Free Software Foundation merekomendasikan LibreOffice di OpenOffice.org

  • 0

Free Software Foundation merekomendasikan LibreOffice di OpenOffice.org

Setelah pindah ke Apache Software Foundation, OpenOffice.org telah berubah lisensi dari GNU Lesser Public License dengan Lisensi Apache. Perubahan izin dari lisensi copyleft, LGPL, ke non-copyleft, Lisensi Apache, bahwa korporasi yang terlibat (dalam hal ini Oracle dan IBM) lebih mudah untuk mendistribusikan dan komponen dari OpenOffice.org sebagai perangkat lunak tidak bebas.

Menurut Free Software Foundation, kebebasan perangkat lunak tidak dapat dijamin dengan Lisensi Apache. Berbeda dengan LGPL, Lisensi Apache tidak membuat wajib bagi distributor untuk mendistribusikan kode sumber dari perangkat lunak.

Semua proyek Apache didistribusikan menurut ketentuan Lisensi Apache. Ini adalah lisensi perangkat lunak bebas bukan copyleft; siapa saja yang menerima perangkat lunak dapat mendistribusikannya kepada orang lain dengan persyaratan nonfree.
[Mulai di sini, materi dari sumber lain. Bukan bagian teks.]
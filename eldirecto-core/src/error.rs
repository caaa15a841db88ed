//! Errors surfaced by the content store.

use thiserror::Error;

use crate::collection::CollectionKind;
use crate::gateway::GatewayError;

/// Errors from content store operations.
///
/// Partial load failures are not errors; they are reported in
/// [`LoadReport`](crate::store::LoadReport) and resolved by fallback.
#[derive(Debug, Error)]
pub enum ContentError {
    /// No valid session, or the gateway answered 401.
    #[error("not authenticated; log in again")]
    NotAuthenticated,

    /// The collection has not finished loading.
    #[error("{0} has not been loaded yet")]
    NotLoaded(CollectionKind),

    #[error("no {kind} record with id '{id}'")]
    NotFound { kind: CollectionKind, id: String },

    #[error("branch '{branch}' already has hours for '{day}'")]
    DuplicateDayLabel { branch: String, day: String },

    /// A create, update or delete was rejected. Unsaved edits are kept.
    #[error("saving {kind} failed: {source}")]
    Write {
        kind: CollectionKind,
        #[source]
        source: GatewayError,
    },

    /// A bulk order update was rejected. The local order was not changed.
    #[error("updating {kind} order failed: {source}")]
    OrderSync {
        kind: CollectionKind,
        #[source]
        source: GatewayError,
    },
}

impl ContentError {
    /// Whether the operator has to go back through login.
    pub fn is_auth(&self) -> bool {
        matches!(self, ContentError::NotAuthenticated)
    }
}
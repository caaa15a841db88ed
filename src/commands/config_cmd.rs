use clap::{Args, Subcommand};

use super::OutputFormat;
use crate::config::Config;

#[derive(Args)]
pub struct ConfigCommand {
    #[command(subcommand)]
    pub command: ConfigSubcommand,
}

#[derive(Subcommand)]
pub enum ConfigSubcommand {
    /// Show current configuration values
    Show {
        /// Output format
        #[arg(long, short, value_enum, default_value = "text")]
        format: OutputFormat,
    },
}

impl ConfigCommand {
    pub fn run(&self, config: &Config) -> Result<(), Box<dyn std::error::Error>> {
        match &self.command {
            ConfigSubcommand::Show { format } => {
                match format {
                    OutputFormat::Json => {
                        let mut value = serde_json::to_value(config)?;
                        if let Some(token) = config.auth.masked_token() {
                            value["auth"]["token"] = token.into();
                        }
                        println!("{}", serde_json::to_string_pretty(&value)?);
                    }
                    OutputFormat::Text => {
                        println!("Configuration");
                        println!("=============\n");

                        if let Some(path) = &config.config_file {
                            println!("Config file: {}", path.display());
                        } else {
                            println!(
                                "Config file: {} (not found)",
                                Config::default_config_path().display()
                            );
                        }
                        println!();

                        println!("gateway_url: {}", config.gateway_url.value);
                        println!("  source: {}", config.gateway_url.source);
                        println!();

                        println!("data_dir: {}", config.data_dir.value.display());
                        println!("  source: {}", config.data_dir.source);
                        println!();

                        println!(
                            "user: {}",
                            config.auth.username.as_deref().unwrap_or("(none)")
                        );
                        println!(
                            "token: {}",
                            config
                                .auth
                                .masked_token()
                                .unwrap_or_else(|| "(not logged in)".to_string())
                        );
                    }
                }
                Ok(())
            }
        }
    }
}
//! The remote content gateway.
//!
//! The content store talks to the backend only through [`Gateway`]. The
//! production implementation is [`HttpGateway`]; tests use an in-memory fake.

mod error;
#[cfg(test)]
pub(crate) mod fake;
mod http;
pub mod protocol;

pub use error::GatewayError;
pub use http::HttpGateway;

use crate::collection::CollectionKind;
use crate::mail::ContactMessage;
use crate::models::Record;
use crate::ordering::OrderPatch;

/// Operations the backend exposes to the admin layer.
///
/// Every call except `login` and `send_mail` carries the session's bearer
/// token.
#[allow(async_fn_in_trait)]
pub trait Gateway {
    /// Exchanges credentials for a bearer token.
    async fn login(&self, user: &str, pass: &str) -> Result<String, GatewayError>;

    /// Reads a whole collection.
    async fn read<T: Record>(&self, token: &str) -> Result<Vec<T>, GatewayError>;

    /// Creates a record. The returned record carries the server's id.
    async fn create<T: Record>(&self, token: &str, record: &T) -> Result<T, GatewayError>;

    /// Replaces an existing record by id.
    async fn update<T: Record>(&self, token: &str, record: &T) -> Result<T, GatewayError>;

    /// Applies a bulk `{id, order}` update to an ordered collection.
    async fn update_order(
        &self,
        token: &str,
        kind: CollectionKind,
        patch: &[OrderPatch],
    ) -> Result<(), GatewayError>;

    async fn delete(&self, token: &str, kind: CollectionKind, id: &str)
        -> Result<(), GatewayError>;

    /// Hands a public contact message to the mail relay.
    async fn send_mail(&self, message: &ContactMessage) -> Result<(), GatewayError>;
}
Seperti strategi lisensi merupakan perubahan kebijakan yang signifikan untuk OpenOffice.org.

Namun, pengguna dan kontributor harus menyadari bahwa, sebagai bagian dari transisi ini, akan menjadi lebih mudah bagi pengembang perangkat lunak berpemilik untuk mendistribusikan OpenOffice.org sebagai perangkat lunak nonfree.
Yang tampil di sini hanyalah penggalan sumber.